HN Debrief

Show HN: ZeroFS – A log-structured filesystem for S3

  • Infrastructure
  • Open Source
  • Storage
  • Developer Tools

ZeroFS is an open source filesystem that stores data and metadata in S3 and exposes it through familiar filesystem interfaces. The pitch is that you get POSIX-like semantics on top of cheap object storage, using a log-structured layout plus SlateDB under the hood, with support for NFSv3 and a richer 9P-based path for features the author did not want to build into NFSv4. What grabbed attention was not the architecture alone but the marketing around it. Several readers immediately challenged the landing page claim of sub-millisecond writes “at rest in S3,” saying the published benchmark measures buffered write latency and not durable persistence unless fsync is included. The author replied that ZeroFS follows normal filesystem semantics, where write() is buffered and fsync() is the durability boundary, then agreed the wording should be tightened.

If you are evaluating object-storage-backed filesystems, ignore headline latency numbers until you see fsync semantics, failover behavior, and request-volume benchmarks for your workload. The practical divide is now clear: use direct S3 when you can, and only add a filesystem layer when legacy POSIX compatibility is worth the performance and cost tradeoffs.

Discussion mood

Interested but skeptical. People liked the general direction of a serious object-storage-backed filesystem, but the mood was dragged down by benchmark wording, AI-sounding marketing copy, and a lack of convincing data on durability, failover, request cost, and small-I/O performance versus established alternatives.

Key insights

  1. 01

    The benchmark fight was really about durability semantics

    What readers forced into the open is that the key product claim lives or dies on the difference between buffered writes and durable writes. ZeroFS may well behave like ext4 or XFS, where write() is cheap and fsync() is the real commit point, but the site phrasing made it sound like the fast number already meant data was safely in S3. That is not a cosmetic mistake. For storage buyers it changes the meaning of the benchmark from “fast persistence” to “fast buffering with honest fsync.”

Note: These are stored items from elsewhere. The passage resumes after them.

// Copyright 2025 Kirky.X
//
// Licensed under the Apache License, Version 2.0 (the "License");
// you may not use this file except in compliance with the License.
// You may obtain a copy of the License at
//
//     http://www.apache.org/licenses/LICENSE-2.0
//
// Unless required by applicable law or agreed to in writing, software
// distributed under the License is distributed on an "AS IS" BASIS,
// WITHOUT WARRANTIES OR CONDITIONS OF ANY KIND, either express or implied.
// See the License for the specific language governing permissions and
// limitations under the License.

use super::map_db_err;
use crate::domain::models::user::{join_roles, parse_roles, User};
use crate::domain::repositories::user_repository::UserRepository;
use crate::domain::repositories::RepositoryError;
use crate::infrastructure::database::entities::user as user_entity;
use async_trait::async_trait;
use chrono::Utc;
use sea_orm::*;
use std::sync::Arc;

/// 用户仓库实现
pub struct UserRepositoryImpl {
    db: Arc<DatabaseConnection>,
}

impl UserRepositoryImpl {
    pub fn new(db: Arc<DatabaseConnection>) -> Self {
        Self { db }
    }
}

fn to_domain(m: user_entity::Model) -> User {
    User {
        id: m.id,
        email: m.email,
        name: m.name,
        picture: m.picture,
        roles: parse_roles(&m.roles),
        created_at: m.created_at.into(),
        updated_at: m.updated_at.into(),
    }
}

#[async_trait]
impl UserRepository for UserRepositoryImpl {
    async fn find_by_id(&self, id: &str) -> Result<Option<User>, RepositoryError> {
        let model = user_entity::Entity::find_by_id(id.to_string())
            .one(self.db.as_ref())
            .await?;
        Ok(model.map(to_domain))
    }

    async fn find_by_email(&self, email: &str) -> Result<Option<User>, RepositoryError> {
        let model = user_entity::Entity::find()
            .filter(user_entity::Column::Email.eq(email))
            .one(self.db.as_ref())
            .await?;
        Ok(model.map(to_domain))
    }

    async fn upsert(&self, user: &User) -> Result<User, RepositoryError> {
        let existing = user_entity::Entity::find()
            .filter(user_entity::Column::Email.eq(user.email.clone()))
            .one(self.db.as_ref())
            .await?;

        let model = match existing {
            Some(found) => {
                let mut model: user_entity::ActiveModel = found.into();
                model.name = Set(user.name.clone());
                model.picture = Set(user.picture.clone());
                model.roles = Set(join_roles(&user.roles));
                model.updated_at = Set(Utc::now().into());
                model.update(self.db.as_ref()).await.map_err(map_db_err)?
            }
            None => user_entity::ActiveModel {
                id: Set(user.id.clone()),
                email: Set(user.email.clone()),
                name: Set(user.name.clone()),
                picture: Set(user.picture.clone()),
                roles: Set(join_roles(&user.roles)),
                created_at: Set(user.created_at.into()),
                updated_at: Set(user.updated_at.into()),
            }
            .insert(self.db.as_ref())
            .await
            .map_err(map_db_err)?,
        };

        Ok(to_domain(model))
    }

    async fn set_roles(&self, id: &str, roles: &[String]) -> Result<User, RepositoryError> {
        let mut model: user_entity::ActiveModel = user_entity::Entity::find_by_id(id.to_string())
            .one(self.db.as_ref())
            .await?
            .ok_or(RepositoryError::NotFound)?
            .into();

        model.roles = Set(join_roles(roles));
        model.updated_at = Set(Utc::now().into());

        Ok(to_domain(model.update(self.db.as_ref()).await?))
    }
}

    Treat storage benchmarks as meaningless until you know exactly what operation is timed and what durability event it corresponds to. If you publish numbers for your own system, label write(), flush, and fsync() separately so buyers do not have to reverse-engineer your claims.

      Attribution:
    • rockwotj #1 #2
    • xyzzy_plugh #1
    • Eikon #1
    • zenoprax #1
  2. 02

    S3 request economics can erase the value proposition

    The deeper objection was not just latency. It was that object storage punishes designs that turn filesystem traffic into lots of small remote operations. A 128 KiB fetch size may be reasonable for locality, but readers kept circling back to the fact that read and write requests cost far more than bytes at S3 scale. SlateDB might reduce some of that pressure by coalescing and optimizing access patterns, but until request counts and retries are shown for real workloads, the architecture still carries a potentially expensive hidden tax.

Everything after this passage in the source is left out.